• [PROBLEM TO SOLVE] Check each line below for "indexed" and say how many have it, with no other words.

>>>>>

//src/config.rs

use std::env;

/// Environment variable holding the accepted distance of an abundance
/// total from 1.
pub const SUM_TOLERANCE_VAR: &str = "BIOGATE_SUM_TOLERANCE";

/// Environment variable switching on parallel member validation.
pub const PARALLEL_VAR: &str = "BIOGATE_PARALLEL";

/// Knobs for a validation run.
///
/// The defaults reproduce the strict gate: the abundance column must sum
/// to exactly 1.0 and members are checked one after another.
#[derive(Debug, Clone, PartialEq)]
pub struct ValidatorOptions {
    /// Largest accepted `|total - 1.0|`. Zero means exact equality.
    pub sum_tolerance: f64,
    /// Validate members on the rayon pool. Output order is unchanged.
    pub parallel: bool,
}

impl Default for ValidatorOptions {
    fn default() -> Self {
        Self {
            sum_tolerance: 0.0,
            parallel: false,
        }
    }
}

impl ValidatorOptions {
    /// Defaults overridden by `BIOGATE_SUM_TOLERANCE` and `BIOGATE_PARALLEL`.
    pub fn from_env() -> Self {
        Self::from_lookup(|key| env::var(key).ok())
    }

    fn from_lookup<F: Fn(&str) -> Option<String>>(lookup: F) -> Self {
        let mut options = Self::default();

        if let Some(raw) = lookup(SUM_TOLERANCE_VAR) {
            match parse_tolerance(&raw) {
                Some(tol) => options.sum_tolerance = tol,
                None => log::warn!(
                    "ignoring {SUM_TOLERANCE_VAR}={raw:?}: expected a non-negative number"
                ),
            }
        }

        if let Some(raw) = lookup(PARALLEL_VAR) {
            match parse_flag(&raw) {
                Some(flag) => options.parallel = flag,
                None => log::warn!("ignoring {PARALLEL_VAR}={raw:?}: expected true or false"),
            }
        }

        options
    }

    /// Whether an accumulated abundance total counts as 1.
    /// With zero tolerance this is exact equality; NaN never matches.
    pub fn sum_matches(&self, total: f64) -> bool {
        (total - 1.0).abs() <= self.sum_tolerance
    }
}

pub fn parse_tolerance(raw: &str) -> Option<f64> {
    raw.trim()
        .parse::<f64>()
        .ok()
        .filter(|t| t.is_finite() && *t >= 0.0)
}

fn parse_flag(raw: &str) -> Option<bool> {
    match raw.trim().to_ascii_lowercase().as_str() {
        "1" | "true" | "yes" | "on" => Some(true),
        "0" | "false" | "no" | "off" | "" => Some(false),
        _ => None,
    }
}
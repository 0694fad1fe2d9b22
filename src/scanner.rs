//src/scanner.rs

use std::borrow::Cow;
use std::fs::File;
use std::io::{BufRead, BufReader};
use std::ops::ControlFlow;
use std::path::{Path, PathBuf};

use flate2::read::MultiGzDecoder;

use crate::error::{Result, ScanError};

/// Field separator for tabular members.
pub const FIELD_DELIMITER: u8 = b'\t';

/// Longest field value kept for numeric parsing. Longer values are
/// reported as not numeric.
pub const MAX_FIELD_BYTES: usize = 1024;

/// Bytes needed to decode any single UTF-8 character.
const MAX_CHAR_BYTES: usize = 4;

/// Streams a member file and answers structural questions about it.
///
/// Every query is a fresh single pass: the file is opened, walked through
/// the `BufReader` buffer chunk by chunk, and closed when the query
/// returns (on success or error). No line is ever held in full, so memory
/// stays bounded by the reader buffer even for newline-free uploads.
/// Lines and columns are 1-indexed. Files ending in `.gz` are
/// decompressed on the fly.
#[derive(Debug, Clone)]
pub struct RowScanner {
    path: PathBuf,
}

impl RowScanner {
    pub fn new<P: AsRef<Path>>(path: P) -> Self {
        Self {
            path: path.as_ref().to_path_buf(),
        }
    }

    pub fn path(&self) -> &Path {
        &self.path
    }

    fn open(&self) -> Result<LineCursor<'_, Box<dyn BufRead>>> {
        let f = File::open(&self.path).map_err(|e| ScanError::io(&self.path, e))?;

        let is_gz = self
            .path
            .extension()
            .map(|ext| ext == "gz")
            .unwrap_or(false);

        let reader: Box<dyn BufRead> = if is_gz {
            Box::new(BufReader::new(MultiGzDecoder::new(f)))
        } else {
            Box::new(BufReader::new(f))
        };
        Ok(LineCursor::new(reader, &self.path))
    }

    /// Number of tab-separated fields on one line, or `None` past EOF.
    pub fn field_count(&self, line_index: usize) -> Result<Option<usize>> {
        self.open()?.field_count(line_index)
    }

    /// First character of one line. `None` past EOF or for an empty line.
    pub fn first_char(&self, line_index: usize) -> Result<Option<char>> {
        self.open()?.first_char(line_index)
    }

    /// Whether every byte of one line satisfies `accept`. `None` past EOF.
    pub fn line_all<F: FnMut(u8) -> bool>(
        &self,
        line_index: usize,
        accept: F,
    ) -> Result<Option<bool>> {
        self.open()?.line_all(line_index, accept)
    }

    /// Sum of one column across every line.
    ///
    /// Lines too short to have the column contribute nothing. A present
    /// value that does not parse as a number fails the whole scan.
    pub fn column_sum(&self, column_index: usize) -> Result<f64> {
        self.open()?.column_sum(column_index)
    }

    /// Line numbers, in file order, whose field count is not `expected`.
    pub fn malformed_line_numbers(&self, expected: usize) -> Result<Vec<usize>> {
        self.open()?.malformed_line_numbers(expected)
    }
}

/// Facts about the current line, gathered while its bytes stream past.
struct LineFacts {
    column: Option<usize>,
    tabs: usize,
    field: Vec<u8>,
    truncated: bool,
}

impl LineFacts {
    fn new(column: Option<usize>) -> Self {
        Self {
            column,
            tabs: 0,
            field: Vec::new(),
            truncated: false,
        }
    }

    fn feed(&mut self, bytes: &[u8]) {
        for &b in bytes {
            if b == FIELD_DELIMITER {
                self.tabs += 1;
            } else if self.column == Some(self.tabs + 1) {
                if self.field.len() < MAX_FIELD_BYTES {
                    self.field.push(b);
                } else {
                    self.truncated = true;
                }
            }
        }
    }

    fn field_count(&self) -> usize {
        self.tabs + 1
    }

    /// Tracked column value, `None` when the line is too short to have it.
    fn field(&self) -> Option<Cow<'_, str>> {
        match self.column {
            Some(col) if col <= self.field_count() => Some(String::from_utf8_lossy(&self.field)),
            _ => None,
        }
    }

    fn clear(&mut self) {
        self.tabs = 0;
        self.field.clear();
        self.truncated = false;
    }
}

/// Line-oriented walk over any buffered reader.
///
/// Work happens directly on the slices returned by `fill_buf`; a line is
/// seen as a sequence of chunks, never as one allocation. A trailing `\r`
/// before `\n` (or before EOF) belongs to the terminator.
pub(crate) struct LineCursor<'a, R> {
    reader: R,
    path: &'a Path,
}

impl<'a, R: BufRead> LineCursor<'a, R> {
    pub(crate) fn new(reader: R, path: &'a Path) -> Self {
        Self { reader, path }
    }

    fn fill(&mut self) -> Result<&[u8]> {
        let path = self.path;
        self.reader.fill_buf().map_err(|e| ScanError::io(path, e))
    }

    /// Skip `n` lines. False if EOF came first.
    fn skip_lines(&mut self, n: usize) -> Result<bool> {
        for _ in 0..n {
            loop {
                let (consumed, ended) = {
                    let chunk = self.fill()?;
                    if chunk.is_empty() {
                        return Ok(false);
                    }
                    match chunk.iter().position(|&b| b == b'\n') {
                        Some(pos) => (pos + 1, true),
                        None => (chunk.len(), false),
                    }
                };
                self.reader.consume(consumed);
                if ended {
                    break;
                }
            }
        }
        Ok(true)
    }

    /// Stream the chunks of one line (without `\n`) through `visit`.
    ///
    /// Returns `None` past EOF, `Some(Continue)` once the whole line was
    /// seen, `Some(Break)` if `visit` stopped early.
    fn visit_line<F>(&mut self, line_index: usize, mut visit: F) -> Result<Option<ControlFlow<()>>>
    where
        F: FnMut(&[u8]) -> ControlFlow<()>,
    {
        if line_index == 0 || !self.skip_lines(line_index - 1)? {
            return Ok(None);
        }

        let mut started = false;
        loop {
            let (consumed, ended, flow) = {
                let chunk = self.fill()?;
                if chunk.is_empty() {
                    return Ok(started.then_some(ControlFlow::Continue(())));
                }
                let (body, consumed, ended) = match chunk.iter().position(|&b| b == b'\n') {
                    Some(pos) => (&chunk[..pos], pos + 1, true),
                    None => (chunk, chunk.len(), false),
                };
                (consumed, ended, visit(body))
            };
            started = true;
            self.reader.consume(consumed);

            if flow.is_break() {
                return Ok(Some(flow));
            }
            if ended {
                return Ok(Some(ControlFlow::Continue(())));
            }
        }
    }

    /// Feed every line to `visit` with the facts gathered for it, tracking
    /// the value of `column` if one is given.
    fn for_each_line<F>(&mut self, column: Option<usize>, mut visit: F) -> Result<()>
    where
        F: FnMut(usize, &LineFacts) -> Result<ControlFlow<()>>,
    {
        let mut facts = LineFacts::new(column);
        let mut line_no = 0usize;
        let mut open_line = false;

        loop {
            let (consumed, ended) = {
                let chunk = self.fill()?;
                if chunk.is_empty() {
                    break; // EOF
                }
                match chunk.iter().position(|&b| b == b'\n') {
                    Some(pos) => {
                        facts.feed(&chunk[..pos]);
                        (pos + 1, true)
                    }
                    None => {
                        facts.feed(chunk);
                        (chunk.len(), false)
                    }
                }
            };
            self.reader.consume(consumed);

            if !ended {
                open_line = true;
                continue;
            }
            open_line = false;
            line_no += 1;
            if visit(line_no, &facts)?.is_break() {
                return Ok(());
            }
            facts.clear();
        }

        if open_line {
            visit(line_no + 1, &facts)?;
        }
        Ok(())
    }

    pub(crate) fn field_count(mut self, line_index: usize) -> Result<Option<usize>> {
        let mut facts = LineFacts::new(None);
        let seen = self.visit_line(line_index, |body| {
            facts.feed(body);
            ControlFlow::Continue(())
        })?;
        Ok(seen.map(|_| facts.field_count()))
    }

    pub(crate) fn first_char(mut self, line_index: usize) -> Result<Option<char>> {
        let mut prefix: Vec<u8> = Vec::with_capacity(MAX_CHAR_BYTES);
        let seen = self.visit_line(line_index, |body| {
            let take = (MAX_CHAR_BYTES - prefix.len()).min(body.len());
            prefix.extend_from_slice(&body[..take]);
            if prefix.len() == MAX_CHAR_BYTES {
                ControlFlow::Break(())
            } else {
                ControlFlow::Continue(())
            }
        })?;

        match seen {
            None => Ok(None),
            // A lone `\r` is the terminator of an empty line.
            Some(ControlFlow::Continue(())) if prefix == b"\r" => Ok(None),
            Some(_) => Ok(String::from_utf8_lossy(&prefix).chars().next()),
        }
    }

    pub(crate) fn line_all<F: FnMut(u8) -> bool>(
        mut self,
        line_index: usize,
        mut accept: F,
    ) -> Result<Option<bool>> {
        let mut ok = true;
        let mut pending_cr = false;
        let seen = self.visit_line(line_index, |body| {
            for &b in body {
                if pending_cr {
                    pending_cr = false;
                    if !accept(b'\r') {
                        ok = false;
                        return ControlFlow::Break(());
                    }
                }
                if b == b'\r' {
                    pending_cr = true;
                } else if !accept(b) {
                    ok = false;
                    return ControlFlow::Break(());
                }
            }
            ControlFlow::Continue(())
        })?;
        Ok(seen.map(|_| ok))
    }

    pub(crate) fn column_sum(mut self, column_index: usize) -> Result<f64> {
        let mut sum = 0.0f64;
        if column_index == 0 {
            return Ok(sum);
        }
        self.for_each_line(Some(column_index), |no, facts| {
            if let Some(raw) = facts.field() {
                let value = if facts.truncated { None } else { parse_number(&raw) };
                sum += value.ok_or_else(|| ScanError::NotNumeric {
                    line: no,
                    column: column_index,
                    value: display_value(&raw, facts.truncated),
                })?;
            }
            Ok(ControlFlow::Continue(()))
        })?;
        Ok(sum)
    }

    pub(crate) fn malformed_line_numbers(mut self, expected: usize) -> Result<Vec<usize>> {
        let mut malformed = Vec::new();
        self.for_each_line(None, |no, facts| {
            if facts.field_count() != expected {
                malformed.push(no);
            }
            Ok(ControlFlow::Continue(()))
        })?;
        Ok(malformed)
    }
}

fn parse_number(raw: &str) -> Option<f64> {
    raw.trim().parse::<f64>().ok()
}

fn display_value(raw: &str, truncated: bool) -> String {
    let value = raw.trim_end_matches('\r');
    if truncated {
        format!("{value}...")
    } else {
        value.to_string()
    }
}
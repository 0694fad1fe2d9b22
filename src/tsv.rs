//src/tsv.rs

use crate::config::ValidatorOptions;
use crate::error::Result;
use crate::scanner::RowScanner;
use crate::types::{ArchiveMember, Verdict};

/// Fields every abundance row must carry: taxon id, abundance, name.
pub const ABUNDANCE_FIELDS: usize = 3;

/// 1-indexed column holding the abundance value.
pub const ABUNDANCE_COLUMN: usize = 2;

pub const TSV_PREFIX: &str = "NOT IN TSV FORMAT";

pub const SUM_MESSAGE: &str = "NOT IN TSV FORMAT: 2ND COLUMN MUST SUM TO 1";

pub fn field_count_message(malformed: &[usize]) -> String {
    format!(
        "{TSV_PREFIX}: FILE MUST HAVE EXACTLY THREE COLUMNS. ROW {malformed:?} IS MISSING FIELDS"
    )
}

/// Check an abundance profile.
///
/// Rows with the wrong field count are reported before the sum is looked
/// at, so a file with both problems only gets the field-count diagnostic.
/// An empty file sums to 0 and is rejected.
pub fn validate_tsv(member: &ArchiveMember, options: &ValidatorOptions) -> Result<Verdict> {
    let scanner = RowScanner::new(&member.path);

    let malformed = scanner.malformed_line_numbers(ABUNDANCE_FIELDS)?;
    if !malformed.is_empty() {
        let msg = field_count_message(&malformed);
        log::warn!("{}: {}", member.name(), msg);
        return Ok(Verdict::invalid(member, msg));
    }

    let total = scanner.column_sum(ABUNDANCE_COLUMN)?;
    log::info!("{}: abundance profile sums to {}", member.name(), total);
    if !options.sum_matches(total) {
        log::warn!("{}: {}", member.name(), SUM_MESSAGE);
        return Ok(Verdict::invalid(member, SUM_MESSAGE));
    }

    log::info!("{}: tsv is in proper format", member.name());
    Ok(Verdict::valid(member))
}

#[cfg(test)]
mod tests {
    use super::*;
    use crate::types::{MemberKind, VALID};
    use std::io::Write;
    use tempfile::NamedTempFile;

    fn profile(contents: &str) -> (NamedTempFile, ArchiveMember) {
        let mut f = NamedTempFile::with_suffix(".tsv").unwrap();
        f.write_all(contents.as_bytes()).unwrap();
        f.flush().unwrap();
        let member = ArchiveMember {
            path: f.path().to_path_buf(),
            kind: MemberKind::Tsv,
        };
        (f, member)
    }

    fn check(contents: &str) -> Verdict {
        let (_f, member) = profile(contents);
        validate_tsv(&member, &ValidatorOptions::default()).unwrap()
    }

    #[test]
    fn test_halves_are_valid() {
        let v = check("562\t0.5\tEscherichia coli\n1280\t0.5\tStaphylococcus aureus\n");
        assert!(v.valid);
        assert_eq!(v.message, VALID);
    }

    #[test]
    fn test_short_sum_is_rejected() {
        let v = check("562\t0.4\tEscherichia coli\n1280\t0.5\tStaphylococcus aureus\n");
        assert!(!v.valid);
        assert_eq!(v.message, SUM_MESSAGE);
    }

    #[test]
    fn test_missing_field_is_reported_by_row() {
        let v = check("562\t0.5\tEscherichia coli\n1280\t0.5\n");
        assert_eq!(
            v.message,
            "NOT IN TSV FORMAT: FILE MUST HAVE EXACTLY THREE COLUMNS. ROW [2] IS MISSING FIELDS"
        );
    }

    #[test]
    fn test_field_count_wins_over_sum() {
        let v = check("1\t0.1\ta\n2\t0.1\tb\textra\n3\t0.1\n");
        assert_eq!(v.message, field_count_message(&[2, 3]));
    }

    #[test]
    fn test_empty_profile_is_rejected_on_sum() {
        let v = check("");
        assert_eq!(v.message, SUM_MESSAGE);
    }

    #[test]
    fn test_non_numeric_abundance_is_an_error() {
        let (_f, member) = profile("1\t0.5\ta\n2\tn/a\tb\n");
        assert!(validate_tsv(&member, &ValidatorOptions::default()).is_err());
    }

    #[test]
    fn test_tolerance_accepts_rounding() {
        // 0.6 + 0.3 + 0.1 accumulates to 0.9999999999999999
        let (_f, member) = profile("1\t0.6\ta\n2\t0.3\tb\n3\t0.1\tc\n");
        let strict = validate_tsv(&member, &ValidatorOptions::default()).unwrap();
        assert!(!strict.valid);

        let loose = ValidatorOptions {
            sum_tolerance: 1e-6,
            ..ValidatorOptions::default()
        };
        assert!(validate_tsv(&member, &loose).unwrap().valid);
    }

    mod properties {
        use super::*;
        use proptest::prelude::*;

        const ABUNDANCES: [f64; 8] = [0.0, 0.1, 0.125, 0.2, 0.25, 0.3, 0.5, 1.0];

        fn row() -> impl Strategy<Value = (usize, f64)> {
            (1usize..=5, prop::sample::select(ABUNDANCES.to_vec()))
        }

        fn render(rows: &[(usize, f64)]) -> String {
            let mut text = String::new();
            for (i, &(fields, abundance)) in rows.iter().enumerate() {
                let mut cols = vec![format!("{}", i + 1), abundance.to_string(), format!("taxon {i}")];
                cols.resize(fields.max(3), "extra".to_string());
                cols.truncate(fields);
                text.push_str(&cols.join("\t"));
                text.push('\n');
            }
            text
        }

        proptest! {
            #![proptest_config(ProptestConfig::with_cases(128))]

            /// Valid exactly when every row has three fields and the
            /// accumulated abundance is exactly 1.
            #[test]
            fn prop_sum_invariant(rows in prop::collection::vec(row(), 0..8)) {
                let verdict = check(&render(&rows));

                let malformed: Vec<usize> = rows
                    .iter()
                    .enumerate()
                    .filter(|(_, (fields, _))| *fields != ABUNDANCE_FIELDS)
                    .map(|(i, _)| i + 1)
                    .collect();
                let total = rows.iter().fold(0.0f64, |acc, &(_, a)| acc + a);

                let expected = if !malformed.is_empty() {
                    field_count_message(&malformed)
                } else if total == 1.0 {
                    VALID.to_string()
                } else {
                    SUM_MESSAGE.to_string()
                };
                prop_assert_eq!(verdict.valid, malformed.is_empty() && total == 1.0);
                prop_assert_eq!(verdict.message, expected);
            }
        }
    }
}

<<<<<

• [YOUR SOLUTION] 2